START SUPPLIED INFORMATION

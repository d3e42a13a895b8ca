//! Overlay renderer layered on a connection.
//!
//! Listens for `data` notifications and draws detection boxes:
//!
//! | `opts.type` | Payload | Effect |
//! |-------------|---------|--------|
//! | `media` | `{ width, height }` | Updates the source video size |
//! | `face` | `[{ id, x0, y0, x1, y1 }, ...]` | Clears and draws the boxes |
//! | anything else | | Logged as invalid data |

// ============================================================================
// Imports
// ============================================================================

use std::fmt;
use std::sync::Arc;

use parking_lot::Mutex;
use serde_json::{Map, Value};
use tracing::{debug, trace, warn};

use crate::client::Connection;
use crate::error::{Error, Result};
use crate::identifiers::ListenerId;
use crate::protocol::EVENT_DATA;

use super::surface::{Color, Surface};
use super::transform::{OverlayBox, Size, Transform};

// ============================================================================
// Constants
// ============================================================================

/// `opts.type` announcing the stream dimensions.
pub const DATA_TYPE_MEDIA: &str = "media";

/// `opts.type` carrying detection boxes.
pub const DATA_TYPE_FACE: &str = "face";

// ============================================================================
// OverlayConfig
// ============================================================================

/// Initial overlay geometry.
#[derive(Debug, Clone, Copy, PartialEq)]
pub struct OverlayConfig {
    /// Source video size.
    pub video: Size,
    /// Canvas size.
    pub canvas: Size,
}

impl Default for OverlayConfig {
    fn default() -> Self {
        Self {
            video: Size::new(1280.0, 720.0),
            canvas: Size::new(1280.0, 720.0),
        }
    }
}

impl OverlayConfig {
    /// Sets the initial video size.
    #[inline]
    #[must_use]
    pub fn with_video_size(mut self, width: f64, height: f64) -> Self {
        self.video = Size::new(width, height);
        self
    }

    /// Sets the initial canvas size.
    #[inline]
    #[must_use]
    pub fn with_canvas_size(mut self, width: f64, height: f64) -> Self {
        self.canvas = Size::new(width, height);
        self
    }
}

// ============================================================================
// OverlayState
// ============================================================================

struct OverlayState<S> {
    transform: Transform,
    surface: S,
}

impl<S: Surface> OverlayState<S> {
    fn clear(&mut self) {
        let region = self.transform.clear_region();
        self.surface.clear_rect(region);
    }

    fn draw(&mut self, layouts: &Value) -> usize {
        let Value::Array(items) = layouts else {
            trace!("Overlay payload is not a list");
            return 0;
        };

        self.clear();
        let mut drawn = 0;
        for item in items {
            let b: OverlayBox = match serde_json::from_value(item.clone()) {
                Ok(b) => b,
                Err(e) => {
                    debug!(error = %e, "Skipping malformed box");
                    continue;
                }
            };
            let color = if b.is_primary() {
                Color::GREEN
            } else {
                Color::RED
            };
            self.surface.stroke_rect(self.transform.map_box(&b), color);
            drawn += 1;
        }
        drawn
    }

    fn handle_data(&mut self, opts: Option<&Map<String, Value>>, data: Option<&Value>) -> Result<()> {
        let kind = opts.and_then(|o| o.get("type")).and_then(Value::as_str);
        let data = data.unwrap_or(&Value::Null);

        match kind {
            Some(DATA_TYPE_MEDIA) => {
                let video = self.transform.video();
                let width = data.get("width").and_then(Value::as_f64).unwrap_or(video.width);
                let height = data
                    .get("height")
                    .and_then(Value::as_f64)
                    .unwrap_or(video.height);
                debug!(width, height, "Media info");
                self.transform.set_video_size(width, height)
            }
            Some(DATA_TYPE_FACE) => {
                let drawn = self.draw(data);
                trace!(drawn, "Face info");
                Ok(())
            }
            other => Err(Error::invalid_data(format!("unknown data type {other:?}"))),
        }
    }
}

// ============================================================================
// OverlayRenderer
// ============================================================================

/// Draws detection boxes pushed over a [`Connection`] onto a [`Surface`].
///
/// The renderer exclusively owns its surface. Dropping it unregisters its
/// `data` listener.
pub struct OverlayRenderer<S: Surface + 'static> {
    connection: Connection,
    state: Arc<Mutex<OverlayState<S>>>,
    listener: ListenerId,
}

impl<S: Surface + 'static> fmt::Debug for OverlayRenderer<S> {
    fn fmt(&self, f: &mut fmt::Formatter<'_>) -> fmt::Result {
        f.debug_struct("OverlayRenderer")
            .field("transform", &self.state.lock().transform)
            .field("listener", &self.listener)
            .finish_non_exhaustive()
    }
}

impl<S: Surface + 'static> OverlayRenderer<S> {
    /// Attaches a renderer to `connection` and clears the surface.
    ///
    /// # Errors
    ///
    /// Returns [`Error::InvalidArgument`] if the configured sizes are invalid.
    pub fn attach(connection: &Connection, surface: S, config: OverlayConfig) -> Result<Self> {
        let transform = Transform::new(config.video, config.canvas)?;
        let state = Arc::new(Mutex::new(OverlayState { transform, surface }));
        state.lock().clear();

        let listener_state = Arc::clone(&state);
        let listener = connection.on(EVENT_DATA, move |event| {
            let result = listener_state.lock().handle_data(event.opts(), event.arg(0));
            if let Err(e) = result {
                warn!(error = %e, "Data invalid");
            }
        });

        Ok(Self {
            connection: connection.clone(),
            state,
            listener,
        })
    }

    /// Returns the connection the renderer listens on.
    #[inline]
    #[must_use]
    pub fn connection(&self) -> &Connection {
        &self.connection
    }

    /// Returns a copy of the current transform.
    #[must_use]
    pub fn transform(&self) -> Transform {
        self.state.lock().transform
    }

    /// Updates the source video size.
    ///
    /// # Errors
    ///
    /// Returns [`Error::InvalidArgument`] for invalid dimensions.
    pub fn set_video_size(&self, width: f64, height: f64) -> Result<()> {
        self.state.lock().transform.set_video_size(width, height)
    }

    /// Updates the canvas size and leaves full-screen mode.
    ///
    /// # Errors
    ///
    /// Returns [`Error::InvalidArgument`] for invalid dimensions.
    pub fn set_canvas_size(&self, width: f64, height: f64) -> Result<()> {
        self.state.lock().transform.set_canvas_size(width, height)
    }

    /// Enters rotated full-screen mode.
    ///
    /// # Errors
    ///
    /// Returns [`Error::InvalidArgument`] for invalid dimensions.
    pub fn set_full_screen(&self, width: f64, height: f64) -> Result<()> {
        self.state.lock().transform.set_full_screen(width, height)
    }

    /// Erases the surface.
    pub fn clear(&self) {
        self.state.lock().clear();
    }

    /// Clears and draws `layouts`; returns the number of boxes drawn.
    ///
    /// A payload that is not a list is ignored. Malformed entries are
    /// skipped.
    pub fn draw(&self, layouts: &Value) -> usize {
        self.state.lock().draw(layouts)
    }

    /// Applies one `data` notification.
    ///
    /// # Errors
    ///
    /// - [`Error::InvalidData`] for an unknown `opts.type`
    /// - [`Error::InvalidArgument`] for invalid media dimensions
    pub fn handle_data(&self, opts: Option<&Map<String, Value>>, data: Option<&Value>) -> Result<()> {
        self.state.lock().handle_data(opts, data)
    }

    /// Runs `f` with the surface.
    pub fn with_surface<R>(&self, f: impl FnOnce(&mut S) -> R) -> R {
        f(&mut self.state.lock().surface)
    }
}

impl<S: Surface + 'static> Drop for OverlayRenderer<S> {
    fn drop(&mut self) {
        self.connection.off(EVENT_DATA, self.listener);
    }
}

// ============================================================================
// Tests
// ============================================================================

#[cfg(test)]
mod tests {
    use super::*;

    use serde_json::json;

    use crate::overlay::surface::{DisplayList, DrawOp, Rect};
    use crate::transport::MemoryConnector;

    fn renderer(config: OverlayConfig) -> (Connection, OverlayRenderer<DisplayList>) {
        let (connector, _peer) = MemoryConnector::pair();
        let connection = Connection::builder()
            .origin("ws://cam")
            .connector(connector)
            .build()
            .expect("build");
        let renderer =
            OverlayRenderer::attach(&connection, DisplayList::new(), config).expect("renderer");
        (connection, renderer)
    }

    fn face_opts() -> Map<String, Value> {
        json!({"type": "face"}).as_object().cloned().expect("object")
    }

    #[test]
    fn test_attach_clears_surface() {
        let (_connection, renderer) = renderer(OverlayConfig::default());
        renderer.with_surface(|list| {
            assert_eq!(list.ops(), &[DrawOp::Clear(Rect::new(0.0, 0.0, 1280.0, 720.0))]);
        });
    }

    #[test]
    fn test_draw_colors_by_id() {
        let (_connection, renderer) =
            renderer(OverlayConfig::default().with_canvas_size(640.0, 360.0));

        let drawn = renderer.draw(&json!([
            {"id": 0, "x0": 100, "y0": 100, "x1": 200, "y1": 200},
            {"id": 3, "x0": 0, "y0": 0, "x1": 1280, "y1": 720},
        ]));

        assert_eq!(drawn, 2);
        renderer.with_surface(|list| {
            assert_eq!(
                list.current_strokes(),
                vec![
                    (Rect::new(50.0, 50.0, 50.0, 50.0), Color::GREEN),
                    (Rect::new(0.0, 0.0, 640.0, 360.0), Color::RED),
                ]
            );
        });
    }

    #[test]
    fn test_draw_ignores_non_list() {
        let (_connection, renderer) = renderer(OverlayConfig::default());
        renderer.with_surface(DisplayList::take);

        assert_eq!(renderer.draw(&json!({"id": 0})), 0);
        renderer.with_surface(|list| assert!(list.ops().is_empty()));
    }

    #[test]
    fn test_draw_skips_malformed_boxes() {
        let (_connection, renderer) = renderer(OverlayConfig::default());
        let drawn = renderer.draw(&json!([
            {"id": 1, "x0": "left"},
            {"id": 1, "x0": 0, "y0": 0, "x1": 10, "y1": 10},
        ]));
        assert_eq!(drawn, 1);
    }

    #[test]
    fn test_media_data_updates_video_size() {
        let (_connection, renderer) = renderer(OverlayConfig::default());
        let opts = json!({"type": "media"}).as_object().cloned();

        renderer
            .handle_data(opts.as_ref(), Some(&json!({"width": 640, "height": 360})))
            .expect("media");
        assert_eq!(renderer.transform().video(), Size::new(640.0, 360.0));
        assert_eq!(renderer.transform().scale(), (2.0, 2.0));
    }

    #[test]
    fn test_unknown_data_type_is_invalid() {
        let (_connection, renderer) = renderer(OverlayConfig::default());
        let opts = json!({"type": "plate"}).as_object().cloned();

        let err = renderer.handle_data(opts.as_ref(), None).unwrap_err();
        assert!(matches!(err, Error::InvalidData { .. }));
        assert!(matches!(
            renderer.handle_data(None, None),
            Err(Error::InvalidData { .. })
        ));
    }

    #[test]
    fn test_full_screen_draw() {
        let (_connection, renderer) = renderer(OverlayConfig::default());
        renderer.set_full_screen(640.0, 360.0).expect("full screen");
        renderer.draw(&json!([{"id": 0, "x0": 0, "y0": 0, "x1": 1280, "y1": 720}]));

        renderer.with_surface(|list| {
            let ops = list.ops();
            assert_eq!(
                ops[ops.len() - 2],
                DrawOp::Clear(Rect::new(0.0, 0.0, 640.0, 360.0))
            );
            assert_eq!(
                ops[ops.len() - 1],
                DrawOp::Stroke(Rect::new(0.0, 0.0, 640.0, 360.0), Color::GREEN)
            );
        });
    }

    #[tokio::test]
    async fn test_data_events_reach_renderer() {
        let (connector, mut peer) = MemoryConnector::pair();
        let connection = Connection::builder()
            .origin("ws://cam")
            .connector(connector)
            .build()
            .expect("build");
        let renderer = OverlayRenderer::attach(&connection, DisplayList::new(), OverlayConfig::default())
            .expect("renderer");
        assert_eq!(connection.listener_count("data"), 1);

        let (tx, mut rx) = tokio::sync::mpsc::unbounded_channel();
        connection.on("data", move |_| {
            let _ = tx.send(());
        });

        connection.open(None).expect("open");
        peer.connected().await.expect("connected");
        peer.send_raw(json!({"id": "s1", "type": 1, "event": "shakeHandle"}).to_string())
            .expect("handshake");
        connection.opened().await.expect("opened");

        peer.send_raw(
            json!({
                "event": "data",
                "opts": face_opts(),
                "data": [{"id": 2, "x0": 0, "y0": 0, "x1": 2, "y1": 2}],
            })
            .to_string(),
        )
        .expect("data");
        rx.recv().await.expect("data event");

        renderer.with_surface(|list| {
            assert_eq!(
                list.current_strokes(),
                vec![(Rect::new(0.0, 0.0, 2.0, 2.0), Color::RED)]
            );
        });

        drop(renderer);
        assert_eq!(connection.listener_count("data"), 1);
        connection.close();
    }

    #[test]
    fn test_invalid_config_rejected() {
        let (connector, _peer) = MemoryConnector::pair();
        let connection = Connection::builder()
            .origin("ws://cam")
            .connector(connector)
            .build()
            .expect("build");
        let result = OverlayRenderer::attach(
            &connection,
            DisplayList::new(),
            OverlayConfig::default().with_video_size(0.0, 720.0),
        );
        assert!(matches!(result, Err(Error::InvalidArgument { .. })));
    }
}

END SUPPLIED INFORMATION

**THE PROBLEM:**
Look above for the line holding "on a connection." and the line holding "use parking_lot::Mutex;". Retype both, and every line between them, word for word and nothing else.

**SOLUTION TO THIS TASK:**
//! Overlay renderer layered on a connection.
//!
//! Listens for `data` notifications and draws detection boxes:
//!
//! | `opts.type` | Payload | Effect |
//! |-------------|---------|--------|
//! | `media` | `{ width, height }` | Updates the source video size |
//! | `face` | `[{ id, x0, y0, x1, y1 }, ...]` | Clears and draws the boxes |
//! | anything else | | Logged as invalid data |

// ============================================================================
// Imports
// ============================================================================

use std::fmt;
use std::sync::Arc;

use parking_lot::Mutex;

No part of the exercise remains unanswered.